= Barry Leahey =

English businesspeople

Barry Leahey .

== Education ==
Leahey received 3 A-Levels at Winstanley College. Leahey has a BSc, Sport Science, from the University of Sunderland.

== Career ==
He was Sales Director for Playdale Playgrounds, Area Field Sales Manager for Yell, Executive Sales Manager for Caudwell Group and North West Regional Manager for Technogym.

Since he became CEO of Playdale in 2015, the company has been given the status of Commonwealth First Export Champion. Playdale Playgrounds have been awarded Exporter of the Year 2015 in the CN Group Business Awards, National Manufacturing Family Business of the Year 2016 and National Business Exporter of the Year at the Federation of Small Businesses Worldpay UK Business Awards, 2016.

In 2018 he was one of 8000 senior business leaders and heads of government from across the Commonwealth to attend the Commonwealth Heads of Government Meeting.

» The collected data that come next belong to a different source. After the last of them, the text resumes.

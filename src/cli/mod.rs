// Copyright 2025-present Harīṣh Tummalachērla
// SPDX-License-Identifier: Apache-2.0

//! CLI definitions for the fuzztrie command-line interface.
//!
//! Two subcommands: `scan` to find dictionary patterns in a text file, and
//! `variants` to show what each pattern expands into. Both read one or more
//! dictionaries; a dictionary that fails to load is reported and skipped.

use std::path::PathBuf;

use clap::{Args, Parser, Subcommand};

use fuzztrie::{AmbiguityPolicy, Config, DictionaryFormat};

#[derive(Parser)]
#[command(
    name = "fuzztrie",
    about = "Fuzzy multi-pattern text matching over a trie of spelling variants",
    version
)]
pub struct Cli {
    /// More log output (-v info, -vv debug, -vvv trace). RUST_LOG overrides.
    #[arg(short, long, action = clap::ArgAction::Count, global = true)]
    pub verbose: u8,

    #[command(subcommand)]
    pub command: Commands,
}

#[derive(Subcommand)]
pub enum Commands {
    /// Report every place in TEXT where a pattern variant resolves uniquely
    ///
    /// Output is one line per match: row,column,offset,matched,pattern
    Scan {
        /// File to search
        text: PathBuf,

        #[command(flatten)]
        dictionary: DictionaryArgs,

        /// What to do when a match could be more than one pattern
        #[arg(long, value_enum)]
        policy: Option<AmbiguityPolicy>,

        /// Scan shards of the input in parallel
        #[arg(long)]
        parallel: bool,

        /// Bytes per shard when scanning in parallel
        #[arg(long)]
        shard_size: Option<usize>,
    },

    /// Print the variants generated for every dictionary pattern
    Variants {
        #[command(flatten)]
        dictionary: DictionaryArgs,

        /// Print a JSON object mapping each pattern to its variants
        #[arg(long)]
        json: bool,
    },
}

/// Options shared by every subcommand that reads dictionaries.
#[derive(Args)]
pub struct DictionaryArgs {
    /// Dictionary file (repeatable)
    #[arg(short, long = "dictionary", required = true)]
    pub dictionaries: Vec<PathBuf>,

    /// Dictionary layout
    #[arg(long, value_enum)]
    pub format: Option<DictionaryFormat>,

    /// Shorthand for --format words
    #[arg(long, conflicts_with = "format")]
    pub words: bool,

    /// Also generate acronyms and contractions of multi-word patterns
    #[arg(long)]
    pub abbreviations: bool,

    /// JSON config file; flags given here override it
    #[arg(short, long)]
    pub config: Option<PathBuf>,
}

impl DictionaryArgs {
    /// Apply these flags on top of `config`.
    pub fn apply(&self, config: &mut Config) {
        if let Some(format) = self.format {
            config.format = format;
        }
        if self.words {
            config.format = DictionaryFormat::Words;
        }
        if self.abbreviations {
            config.variants.abbreviations = true;
        }
    }
}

== Awards and nominations ==
- North West Business Insider 42 under 42 class of 2017
- Global Director of the Year 2018, Institute of Directors North West Director of the Year Award
- In 2017, Leahey was appointed an MBE for services to UK trade and exports.
- In 2017, the University of Sunderland Alumni Association made Leahey their Alumni Achiever of the Year.
- In 2018 and in conjunction with the UK's Daily Telegraph, Leahey was named one of the UK's Most Ambitious Business Leaders by the LDC.
- In 2018, Leahey of Playdale Playgrounds was named Businessperson of the Year in the in-Cumbria Business Awards.|
- In 2019, Leahey was announced as new chair of Institute of Directors Cumbria branch.
- In 2019, Leahey was granted Freedom of the City of London and became an Honorary Professorial Fellow at Lancaster University Management School in Strategy and Entrepreneurship.